● Your assignment:
Across the entries that follow, count each line holding "const" and state the total alone.
****
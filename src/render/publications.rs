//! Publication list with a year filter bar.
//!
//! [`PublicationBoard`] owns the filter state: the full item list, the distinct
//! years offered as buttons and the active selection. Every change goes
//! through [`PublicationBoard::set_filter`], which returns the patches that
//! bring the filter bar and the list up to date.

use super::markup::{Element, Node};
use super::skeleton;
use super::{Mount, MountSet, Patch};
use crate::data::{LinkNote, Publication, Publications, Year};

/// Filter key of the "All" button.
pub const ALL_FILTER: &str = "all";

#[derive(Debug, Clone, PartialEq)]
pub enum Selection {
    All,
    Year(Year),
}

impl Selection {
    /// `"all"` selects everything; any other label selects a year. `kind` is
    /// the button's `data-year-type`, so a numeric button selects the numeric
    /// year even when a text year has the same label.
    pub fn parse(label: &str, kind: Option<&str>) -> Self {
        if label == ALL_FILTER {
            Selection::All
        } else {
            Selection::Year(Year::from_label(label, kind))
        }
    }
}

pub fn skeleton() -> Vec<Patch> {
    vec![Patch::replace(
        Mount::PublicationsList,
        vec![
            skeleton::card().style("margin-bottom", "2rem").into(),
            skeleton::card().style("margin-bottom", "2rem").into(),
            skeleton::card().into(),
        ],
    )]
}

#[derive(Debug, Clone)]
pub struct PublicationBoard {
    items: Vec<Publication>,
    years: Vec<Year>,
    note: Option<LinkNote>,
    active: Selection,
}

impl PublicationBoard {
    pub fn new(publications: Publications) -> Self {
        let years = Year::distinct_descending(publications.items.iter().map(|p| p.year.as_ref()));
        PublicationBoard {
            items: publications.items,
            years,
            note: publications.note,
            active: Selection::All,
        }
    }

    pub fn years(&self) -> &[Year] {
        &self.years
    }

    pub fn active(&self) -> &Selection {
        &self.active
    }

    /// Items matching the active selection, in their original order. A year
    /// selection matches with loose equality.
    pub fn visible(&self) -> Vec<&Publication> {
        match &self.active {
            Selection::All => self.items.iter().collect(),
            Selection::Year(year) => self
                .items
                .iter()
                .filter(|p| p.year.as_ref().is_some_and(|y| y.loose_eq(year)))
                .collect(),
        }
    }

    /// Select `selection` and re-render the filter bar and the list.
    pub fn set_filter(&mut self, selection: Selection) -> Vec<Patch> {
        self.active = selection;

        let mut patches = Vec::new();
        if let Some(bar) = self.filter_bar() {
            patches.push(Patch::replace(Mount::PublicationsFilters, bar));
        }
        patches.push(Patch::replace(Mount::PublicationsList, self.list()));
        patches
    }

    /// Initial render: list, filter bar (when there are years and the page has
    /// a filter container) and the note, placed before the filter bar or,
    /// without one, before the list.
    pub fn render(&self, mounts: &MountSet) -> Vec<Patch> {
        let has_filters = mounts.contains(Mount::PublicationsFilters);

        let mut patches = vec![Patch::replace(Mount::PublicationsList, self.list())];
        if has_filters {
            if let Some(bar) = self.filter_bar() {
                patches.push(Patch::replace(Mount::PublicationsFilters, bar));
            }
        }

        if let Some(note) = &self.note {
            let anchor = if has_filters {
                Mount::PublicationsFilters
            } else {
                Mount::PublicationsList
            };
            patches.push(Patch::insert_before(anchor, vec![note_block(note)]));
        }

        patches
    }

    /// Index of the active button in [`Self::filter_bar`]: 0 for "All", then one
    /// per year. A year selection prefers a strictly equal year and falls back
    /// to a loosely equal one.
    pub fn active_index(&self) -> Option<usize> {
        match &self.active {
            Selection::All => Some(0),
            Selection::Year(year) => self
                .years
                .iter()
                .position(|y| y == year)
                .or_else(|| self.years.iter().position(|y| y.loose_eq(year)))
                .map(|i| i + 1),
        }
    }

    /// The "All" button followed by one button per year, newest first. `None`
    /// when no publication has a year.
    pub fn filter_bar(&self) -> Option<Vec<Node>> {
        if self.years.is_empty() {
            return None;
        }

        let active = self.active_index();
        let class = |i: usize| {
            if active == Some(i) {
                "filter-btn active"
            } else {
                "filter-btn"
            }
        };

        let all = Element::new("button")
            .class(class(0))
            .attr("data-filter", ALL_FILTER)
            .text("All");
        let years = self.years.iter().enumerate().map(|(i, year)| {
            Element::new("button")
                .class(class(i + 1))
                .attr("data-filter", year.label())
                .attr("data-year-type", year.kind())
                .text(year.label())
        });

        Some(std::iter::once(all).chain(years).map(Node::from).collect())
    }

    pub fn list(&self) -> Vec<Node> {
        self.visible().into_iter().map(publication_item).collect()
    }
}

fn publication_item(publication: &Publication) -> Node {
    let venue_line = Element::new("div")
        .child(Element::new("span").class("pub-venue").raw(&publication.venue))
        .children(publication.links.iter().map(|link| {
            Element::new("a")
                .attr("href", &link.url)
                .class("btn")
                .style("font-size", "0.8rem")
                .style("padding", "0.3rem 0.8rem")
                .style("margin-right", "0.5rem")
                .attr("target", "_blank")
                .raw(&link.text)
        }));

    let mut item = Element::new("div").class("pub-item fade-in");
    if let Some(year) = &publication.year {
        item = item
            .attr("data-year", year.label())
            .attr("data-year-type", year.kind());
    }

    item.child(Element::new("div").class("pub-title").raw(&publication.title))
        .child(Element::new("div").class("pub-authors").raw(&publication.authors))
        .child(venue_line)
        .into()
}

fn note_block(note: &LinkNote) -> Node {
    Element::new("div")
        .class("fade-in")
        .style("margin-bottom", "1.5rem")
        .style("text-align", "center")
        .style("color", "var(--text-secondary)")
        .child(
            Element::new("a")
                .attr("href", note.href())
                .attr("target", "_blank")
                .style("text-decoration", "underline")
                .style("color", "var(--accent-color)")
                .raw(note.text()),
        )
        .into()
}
****
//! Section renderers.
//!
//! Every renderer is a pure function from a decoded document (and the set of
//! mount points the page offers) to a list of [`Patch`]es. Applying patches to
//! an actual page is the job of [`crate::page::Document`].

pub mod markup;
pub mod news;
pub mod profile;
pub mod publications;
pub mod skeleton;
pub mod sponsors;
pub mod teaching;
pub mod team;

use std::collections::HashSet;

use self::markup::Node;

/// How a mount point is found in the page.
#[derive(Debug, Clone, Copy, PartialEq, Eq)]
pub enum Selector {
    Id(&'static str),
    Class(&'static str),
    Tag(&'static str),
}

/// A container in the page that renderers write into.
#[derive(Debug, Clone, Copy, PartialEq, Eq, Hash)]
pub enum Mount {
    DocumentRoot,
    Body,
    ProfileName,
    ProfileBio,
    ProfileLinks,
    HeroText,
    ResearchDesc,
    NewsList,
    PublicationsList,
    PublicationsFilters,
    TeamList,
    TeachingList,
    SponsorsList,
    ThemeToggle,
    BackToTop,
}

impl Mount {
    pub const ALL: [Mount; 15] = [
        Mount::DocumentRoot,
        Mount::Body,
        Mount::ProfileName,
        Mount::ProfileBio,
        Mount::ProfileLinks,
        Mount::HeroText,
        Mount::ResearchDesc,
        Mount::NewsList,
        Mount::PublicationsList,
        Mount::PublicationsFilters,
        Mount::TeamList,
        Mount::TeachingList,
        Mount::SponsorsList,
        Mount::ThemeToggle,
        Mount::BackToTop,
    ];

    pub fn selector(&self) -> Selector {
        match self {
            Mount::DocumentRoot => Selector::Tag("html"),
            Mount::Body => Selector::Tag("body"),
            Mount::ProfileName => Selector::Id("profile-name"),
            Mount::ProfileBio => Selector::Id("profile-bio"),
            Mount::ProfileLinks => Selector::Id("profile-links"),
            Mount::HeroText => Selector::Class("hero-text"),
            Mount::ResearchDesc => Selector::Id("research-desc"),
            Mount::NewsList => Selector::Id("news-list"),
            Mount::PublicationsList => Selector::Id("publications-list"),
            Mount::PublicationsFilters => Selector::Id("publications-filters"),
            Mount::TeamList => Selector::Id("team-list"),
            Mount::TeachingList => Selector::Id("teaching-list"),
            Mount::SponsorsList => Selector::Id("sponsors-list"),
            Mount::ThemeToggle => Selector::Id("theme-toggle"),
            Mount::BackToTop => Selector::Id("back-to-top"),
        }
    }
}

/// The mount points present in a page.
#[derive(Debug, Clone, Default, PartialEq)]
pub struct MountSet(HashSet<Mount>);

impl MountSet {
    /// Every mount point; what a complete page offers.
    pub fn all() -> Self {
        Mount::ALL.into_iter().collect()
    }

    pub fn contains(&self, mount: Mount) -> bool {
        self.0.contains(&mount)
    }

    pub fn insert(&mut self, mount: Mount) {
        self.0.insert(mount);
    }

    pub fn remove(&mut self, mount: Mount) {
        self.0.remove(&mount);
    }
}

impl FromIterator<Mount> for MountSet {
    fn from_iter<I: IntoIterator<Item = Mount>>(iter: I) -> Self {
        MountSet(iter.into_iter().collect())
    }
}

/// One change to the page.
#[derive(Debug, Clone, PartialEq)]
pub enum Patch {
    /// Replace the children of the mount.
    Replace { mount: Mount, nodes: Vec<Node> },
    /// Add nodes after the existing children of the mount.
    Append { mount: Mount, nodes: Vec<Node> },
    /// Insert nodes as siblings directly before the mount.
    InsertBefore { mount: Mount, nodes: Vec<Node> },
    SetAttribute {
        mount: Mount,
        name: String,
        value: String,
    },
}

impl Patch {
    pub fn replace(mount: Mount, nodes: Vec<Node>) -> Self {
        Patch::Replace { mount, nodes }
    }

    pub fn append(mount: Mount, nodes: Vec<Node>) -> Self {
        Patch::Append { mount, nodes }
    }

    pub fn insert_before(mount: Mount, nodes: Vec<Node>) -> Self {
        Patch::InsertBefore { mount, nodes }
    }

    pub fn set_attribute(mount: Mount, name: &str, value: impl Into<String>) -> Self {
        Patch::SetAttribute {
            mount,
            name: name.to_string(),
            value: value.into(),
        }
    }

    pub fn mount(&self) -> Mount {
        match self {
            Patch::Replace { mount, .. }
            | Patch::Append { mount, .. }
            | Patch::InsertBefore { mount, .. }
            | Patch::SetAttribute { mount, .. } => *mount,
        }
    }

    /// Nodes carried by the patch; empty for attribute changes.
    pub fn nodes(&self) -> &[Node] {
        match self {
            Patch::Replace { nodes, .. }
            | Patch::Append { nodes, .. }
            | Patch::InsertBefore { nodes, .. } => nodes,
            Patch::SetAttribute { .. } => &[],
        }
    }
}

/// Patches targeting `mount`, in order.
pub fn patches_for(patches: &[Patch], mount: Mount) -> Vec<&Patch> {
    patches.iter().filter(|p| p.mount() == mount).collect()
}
****
● Written reply:
2